Work instruction ▸ Would you repeat the whole listing exactly?

Exercise materials ▸
_ _ _ _ _ _ _

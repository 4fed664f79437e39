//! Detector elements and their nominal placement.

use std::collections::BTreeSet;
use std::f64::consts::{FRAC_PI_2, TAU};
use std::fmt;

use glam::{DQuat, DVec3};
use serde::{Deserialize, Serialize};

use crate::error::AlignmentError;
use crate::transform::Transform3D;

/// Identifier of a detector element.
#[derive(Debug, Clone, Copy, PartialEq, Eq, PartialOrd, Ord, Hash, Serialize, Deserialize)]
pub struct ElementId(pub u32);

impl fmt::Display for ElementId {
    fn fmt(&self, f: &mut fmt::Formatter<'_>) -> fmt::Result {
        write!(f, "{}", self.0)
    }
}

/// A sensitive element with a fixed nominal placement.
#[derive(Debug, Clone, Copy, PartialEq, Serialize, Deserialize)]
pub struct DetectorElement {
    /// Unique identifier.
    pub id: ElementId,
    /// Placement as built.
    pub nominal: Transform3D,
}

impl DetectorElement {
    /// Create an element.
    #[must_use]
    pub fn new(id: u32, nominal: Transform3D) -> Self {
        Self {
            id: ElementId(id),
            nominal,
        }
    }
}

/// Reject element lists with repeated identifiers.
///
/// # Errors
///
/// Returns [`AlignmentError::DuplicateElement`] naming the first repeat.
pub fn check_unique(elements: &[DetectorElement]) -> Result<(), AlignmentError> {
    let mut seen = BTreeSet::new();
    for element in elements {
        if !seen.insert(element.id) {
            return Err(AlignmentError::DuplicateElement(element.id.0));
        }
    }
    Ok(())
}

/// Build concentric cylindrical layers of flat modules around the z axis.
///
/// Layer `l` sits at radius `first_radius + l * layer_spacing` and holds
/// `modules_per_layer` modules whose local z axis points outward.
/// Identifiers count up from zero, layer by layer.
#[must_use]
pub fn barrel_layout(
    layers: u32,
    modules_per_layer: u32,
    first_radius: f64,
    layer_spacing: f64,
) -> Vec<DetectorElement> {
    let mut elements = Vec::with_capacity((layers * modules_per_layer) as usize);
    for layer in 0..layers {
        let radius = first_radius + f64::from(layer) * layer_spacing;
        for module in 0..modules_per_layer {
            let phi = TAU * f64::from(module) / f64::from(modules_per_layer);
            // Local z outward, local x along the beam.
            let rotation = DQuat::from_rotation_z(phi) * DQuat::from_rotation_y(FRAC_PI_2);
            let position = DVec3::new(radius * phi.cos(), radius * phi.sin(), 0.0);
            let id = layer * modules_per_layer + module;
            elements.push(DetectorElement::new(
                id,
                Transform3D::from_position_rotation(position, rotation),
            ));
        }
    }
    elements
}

_ _ _ _ _ _ _

Result ▸
repository 4fed664f79437e39
//! Detector elements and their nominal placement.

use std::collections::BTreeSet;
use std::f64::consts::{FRAC_PI_2, TAU};
use std::fmt;

use glam::{DQuat, DVec3};
use serde::{Deserialize, Serialize};

use crate::error::AlignmentError;
use crate::transform::Transform3D;

/// Identifier of a detector element.
#[derive(Debug, Clone, Copy, PartialEq, Eq, PartialOrd, Ord, Hash, Serialize, Deserialize)]
pub struct ElementId(pub u32);

impl fmt::Display for ElementId {
    fn fmt(&self, f: &mut fmt::Formatter<'_>) -> fmt::Result {
        write!(f, "{}", self.0)
    }
}

/// A sensitive element with a fixed nominal placement.
#[derive(Debug, Clone, Copy, PartialEq, Serialize, Deserialize)]
pub struct DetectorElement {
    /// Unique identifier.
    pub id: ElementId,
    /// Placement as built.
    pub nominal: Transform3D,
}

impl DetectorElement {
    /// Create an element.
    #[must_use]
    pub fn new(id: u32, nominal: Transform3D) -> Self {
        Self {
            id: ElementId(id),
            nominal,
        }
    }
}

/// Reject element lists with repeated identifiers.
///
/// # Errors
///
/// Returns [`AlignmentError::DuplicateElement`] naming the first repeat.
pub fn check_unique(elements: &[DetectorElement]) -> Result<(), AlignmentError> {
    let mut seen = BTreeSet::new();
    for element in elements {
        if !seen.insert(element.id) {
            return Err(AlignmentError::DuplicateElement(element.id.0));
        }
    }
    Ok(())
}

/// Build concentric cylindrical layers of flat modules around the z axis.
///
/// Layer `l` sits at radius `first_radius + l * layer_spacing` and holds
/// `modules_per_layer` modules whose local z axis points outward.
/// Identifiers count up from zero, layer by layer.
#[must_use]
pub fn barrel_layout(
    layers: u32,
    modules_per_layer: u32,
    first_radius: f64,
    layer_spacing: f64,
) -> Vec<DetectorElement> {
    let mut elements = Vec::with_capacity((layers * modules_per_layer) as usize);
    for layer in 0..layers {
        let radius = first_radius + f64::from(layer) * layer_spacing;
        for module in 0..modules_per_layer {
            let phi = TAU * f64::from(module) / f64::from(modules_per_layer);
            // Local z outward, local x along the beam.
            let rotation = DQuat::from_rotation_z(phi) * DQuat::from_rotation_y(FRAC_PI_2);
            let position = DVec3::new(radius * phi.cos(), radius * phi.sin(), 0.0);
            let id = layer * modules_per_layer + module;
            elements.push(DetectorElement::new(
                id,
                Transform3D::from_position_rotation(position, rotation),
            ));
        }
    }
    elements
}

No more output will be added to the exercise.